Não houve clima de guia no quartel-general do Chega em Lisboa. Apesar da vitória do socialista António José Seguro nas eleições presidenciais deste domingo (8), André Ventura subiu ao palco com a postura de um líder que sabe que mudou para sempre a política de Portugal.
Sob gritos de “Portugal! Portugal!” e “Ventura!”, o líder da direita conservadora discursou para uma poviléu de apoiadores e não poupou críticas ao que chamou de “a maior operação de salvamento do sistema já vista na história da nossa democracia”.
“Eles tiveram que se unir todos”
Ventura destacou o traje de ter enfrentado, sozinho, uma coalizão não declarada que uniu a extrema-esquerda, o Partido Socialista e figuras da centro-direita tradicional (PSD), que apelaram ao “voto útil” em Seguro para barrar o progressão conservador.
“Olhem para os números. Eles precisaram juntar comunistas, socialistas e a direita covarde num só conjunto para nos travar.

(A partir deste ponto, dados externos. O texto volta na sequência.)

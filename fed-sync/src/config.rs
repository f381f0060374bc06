//! Configuration loading for a federation node.
//!
//! Configuration is loaded from a TOML file (default: `federation.toml`).
//! Every section and field is optional and falls back to its default.

use fed_security::{CertConfig, DnsConfig, NonceConfig, SecurityConfig};
use fed_trust::TrustConfig;
use serde::Deserialize;
use std::path::PathBuf;
use std::time::Duration;

/// Root configuration.
#[derive(Debug, Clone, Default, Deserialize)]
pub struct Config {
    /// Identity key configuration.
    #[serde(default)]
    pub identity: IdentityConfig,
    /// Network timeouts.
    #[serde(default)]
    pub timeouts: TimeoutConfig,
    /// Destination validation and DNS pinning.
    #[serde(default)]
    pub dns: DnsConfig,
    /// Replay protection.
    #[serde(default)]
    pub nonce: NonceConfig,
    /// Certificate pinning.
    #[serde(default)]
    pub certs: CertConfig,
    /// Sync run limits.
    #[serde(default)]
    pub sync: SyncConfig,
    /// Trust manager.
    #[serde(default)]
    pub trust: TrustConfig,
    /// Peer database.
    #[serde(default)]
    pub storage: StorageConfig,
    /// Federation HTTP endpoint.
    #[serde(default)]
    pub http: HttpConfig,
}

/// Identity key configuration.
#[derive(Debug, Clone, Deserialize)]
pub struct IdentityConfig {
    /// Path to the encrypted identity key (default: identity.key).
    #[serde(default = "default_key_path")]
    pub key_path: PathBuf,
    /// Passphrase for the key file. Prefer the environment over the file.
    pub passphrase: Option<String>,
}

/// Network timeouts.
#[derive(Debug, Clone, Deserialize)]
pub struct TimeoutConfig {
    /// Handshake round trip in seconds (default: 10).
    #[serde(default = "default_handshake_timeout")]
    pub handshake_timeout_secs: u64,
    /// Any other request in seconds (default: 30).
    #[serde(default = "default_request_timeout")]
    pub request_timeout_secs: u64,
    /// Whole sync run in seconds (default: 300).
    #[serde(default = "default_run_timeout")]
    pub run_timeout_secs: u64,
}

/// Sync run limits.
#[derive(Debug, Clone, Deserialize)]
pub struct SyncConfig {
    /// Minimum seconds between runs for a standard-tier peer (default: 300).
    ///
    /// Scaled per tier: limited x2, trusted x1/2, core x1/4. 0 disables
    /// rate limiting.
    #[serde(default = "default_min_sync_interval")]
    pub min_sync_interval_secs: u64,
    /// Maximum pages pulled per run (default: 100).
    #[serde(default = "default_max_iterations")]
    pub max_iterations: u32,
    /// Items requested or served per page (default: 100).
    #[serde(default = "default_page_size")]
    pub page_size: u32,
}

/// Peer database configuration.
#[derive(Debug, Clone, Deserialize)]
pub struct StorageConfig {
    /// Path to SQLite database file.
    #[serde(default = "default_database_path")]
    pub database: PathBuf,
}

/// Federation HTTP endpoint configuration.
#[derive(Debug, Clone, Deserialize)]
pub struct HttpConfig {
    /// Bind address for the federation endpoint (default: 127.0.0.1:8443).
    #[serde(default = "default_http_bind")]
    pub bind_address: String,
    /// Accept peer certificates that fail CA validation, relying on
    /// trust-on-first-use pinning alone (default: false).
    #[serde(default)]
    pub accept_self_signed: bool,
}

// Default value functions
fn default_key_path() -> PathBuf {
    PathBuf::from("identity.key")
}

fn default_handshake_timeout() -> u64 {
    10
}

fn default_request_timeout() -> u64 {
    30
}

fn default_run_timeout() -> u64 {
    300 // 5 minutes
}

fn default_min_sync_interval() -> u64 {
    300 // 5 minutes
}

fn default_max_iterations() -> u32 {
    100
}

fn default_page_size() -> u32 {
    100
}

fn default_database_path() -> PathBuf {
    PathBuf::from("federation.db")
}

fn default_http_bind() -> String {
    "127.0.0.1:8443".to_string()
}

impl Default for IdentityConfig {
    fn default() -> Self {
        Self {
            key_path: default_key_path(),
            passphrase: None,
        }
    }
}

impl Default for TimeoutConfig {
    fn default() -> Self {
        Self {
            handshake_timeout_secs: default_handshake_timeout(),
            request_timeout_secs: default_request_timeout(),
            run_timeout_secs: default_run_timeout(),
        }
    }
}

impl TimeoutConfig {
    /// Handshake timeout.
    pub fn handshake(&self) -> Duration {
        Duration::from_secs(self.handshake_timeout_secs)
    }

    /// Request timeout.
    pub fn request(&self) -> Duration {
        Duration::from_secs(self.request_timeout_secs)
    }

    /// Run timeout.
    pub fn run(&self) -> Duration {
        Duration::from_secs(self.run_timeout_secs)
    }
}

impl Default for SyncConfig {
    fn default() -> Self {
        Self {
            min_sync_interval_secs: default_min_sync_interval(),
            max_iterations: default_max_iterations(),
            page_size: default_page_size(),
        }
    }
}

impl Default for StorageConfig {
    fn default() -> Self {
        Self {
            database: default_database_path(),
        }
    }
}

impl Default for HttpConfig {
    fn default() -> Self {
        Self {
            bind_address: default_http_bind(),
            accept_self_signed: false,
        }
    }
}

impl Config {
    /// Load configuration from a TOML file.
    ///
    /// # Errors
    ///
    /// Returns an error if the file cannot be read or parsed.
    pub fn from_file(path: &std::path::Path) -> Result<Self, ConfigError> {
        let content = std::fs::read_to_string(path).map_err(|e| ConfigError::ReadError {
            path: path.to_path_buf(),
            source: e,
        })?;

        toml::from_str(&content).map_err(|e| ConfigError::ParseError {
            path: path.to_path_buf(),
            source: e,
        })
    }

    /// The security layer's slice of the configuration.
    pub fn security(&self) -> SecurityConfig {
        SecurityConfig {
            dns: self.dns.clone(),
            nonce: self.nonce.clone(),
            certs: self.certs.clone(),
        }
    }
}

/// Configuration error types.
#[derive(Debug, thiserror::Error)]
pub enum ConfigError {
    /// Failed to read configuration file.
    #[error("failed to read config file {path}: {source}")]
    ReadError {
        /// Path to the configuration file.
        path: PathBuf,
        /// Underlying I/O error.
        source: std::io::Error,
    },
    /// Failed to parse configuration file.
    #[error("failed to parse config file {path}: {source}")]
    ParseError {
        /// Path to the configuration file.
        path: PathBuf,
        /// Underlying TOML parse error.
        source: toml::de::Error,
    },
}

#[cfg(test)]
mod tests {
    use super::*;

    #[test]
    fn default_config_is_valid() {
        let config = Config::default();
        assert_eq!(config.timeouts.handshake_timeout_secs, 10);
        assert_eq!(config.timeouts.request_timeout_secs, 30);
        assert_eq!(config.sync.max_iterations, 100);
        assert_eq!(config.sync.min_sync_interval_secs, 300);
        assert_eq!(config.trust.max_history, 5_000);
        assert!(config.dns.require_tls);
        assert_eq!(config.nonce.retention_secs, 3600);
    }

    #[test]
    fn empty_file_uses_defaults() {
        let config: Config = toml::from_str("").unwrap();
        assert_eq!(config.storage.database, PathBuf::from("federation.db"));
        assert_eq!(config.identity.key_path, PathBuf::from("identity.key"));
        assert!(config.identity.passphrase.is_none());
        assert!(!config.http.accept_self_signed);
    }

    #[test]
    fn config_from_toml_string() {
        let toml = r#"
[identity]
key_path = "/var/lib/kg/identity.key"

[timeouts]
run_timeout_secs = 60

[dns]
require_tls = false
pin_ttl_secs = 120

[nonce]
capacity = 500

[certs]
pin_ttl_secs = 86400

[sync]
max_iterations = 5
page_size = 20

[trust]
initial_score = 0.25
max_history = 100

[storage]
database = "/var/lib/kg/federation.db"

[http]
bind_address = "0.0.0.0:9443"
"#;

        let config: Config = toml::from_str(toml).unwrap();
        assert_eq!(config.identity.key_path, PathBuf::from("/var/lib/kg/identity.key"));
        assert_eq!(config.timeouts.run(), Duration::from_secs(60));
        assert_eq!(config.timeouts.request(), Duration::from_secs(30));
        assert!(!config.dns.require_tls);
        assert_eq!(config.dns.pin_ttl_secs, 120);
        assert_eq!(config.nonce.capacity, 500);
        assert_eq!(config.certs.pin_ttl_secs, Some(86400));
        assert_eq!(config.sync.max_iterations, 5);
        assert_eq!(config.sync.page_size, 20);
        assert_eq!(config.trust.initial_score, 0.25);
        assert_eq!(config.http.bind_address, "0.0.0.0:9443");

        let security = config.security();
        assert_eq!(security.dns.pin_ttl_secs, 120);
        assert_eq!(security.nonce.capacity, 500);
    }

    #[test]
    fn from_file_reports_path() {
        let dir = tempfile::tempdir().unwrap();
        let path = dir.path().join("federation.toml");
        std::fs::write(&path, "[sync]\nmax_iterations = \"many\"\n").unwrap();

        let err = Config::from_file(&path).unwrap_err();
        assert!(matches!(err, ConfigError::ParseError { .. }));
        assert!(err.to_string().contains("federation.toml"));

        let missing = Config::from_file(&dir.path().join("nope.toml")).unwrap_err();
        assert!(matches!(missing, ConfigError::ReadError { .. }));
    }
}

Eles celebram hoje, mas celebram com susto,” disparou Ventura. “Nós enfrentamos o sistema, a informação social vendida e as elites de Bruxelas. E mesmo assim, mais de 30% dos portugueses disseram ‘NÃO’ ao socialismo e ‘SIM’ a um Portugal soberano.”
Oposição Implacável
O líder do Chega deixou simples que a eleição de António José Seguro não trará tranquilidade ao establishment. Pelo contrário, Ventura prometeu uma oposição feroz e fiscalização milimétrica sobre o novo presidente, a quem rotulou de “mais do mesmo” e “rosto do continuísmo que empobrece o país”.
“O Dr. António José Seguro acha que terá vida fácil? Acha que o povo vai olvidar a prevaricação e o desamparo? A partir de amanhã, seremos a voz de cada português esquecido por nascente governo. Seremos a pedra no sapato de quem quer vender a nossa soberania,” garantiu.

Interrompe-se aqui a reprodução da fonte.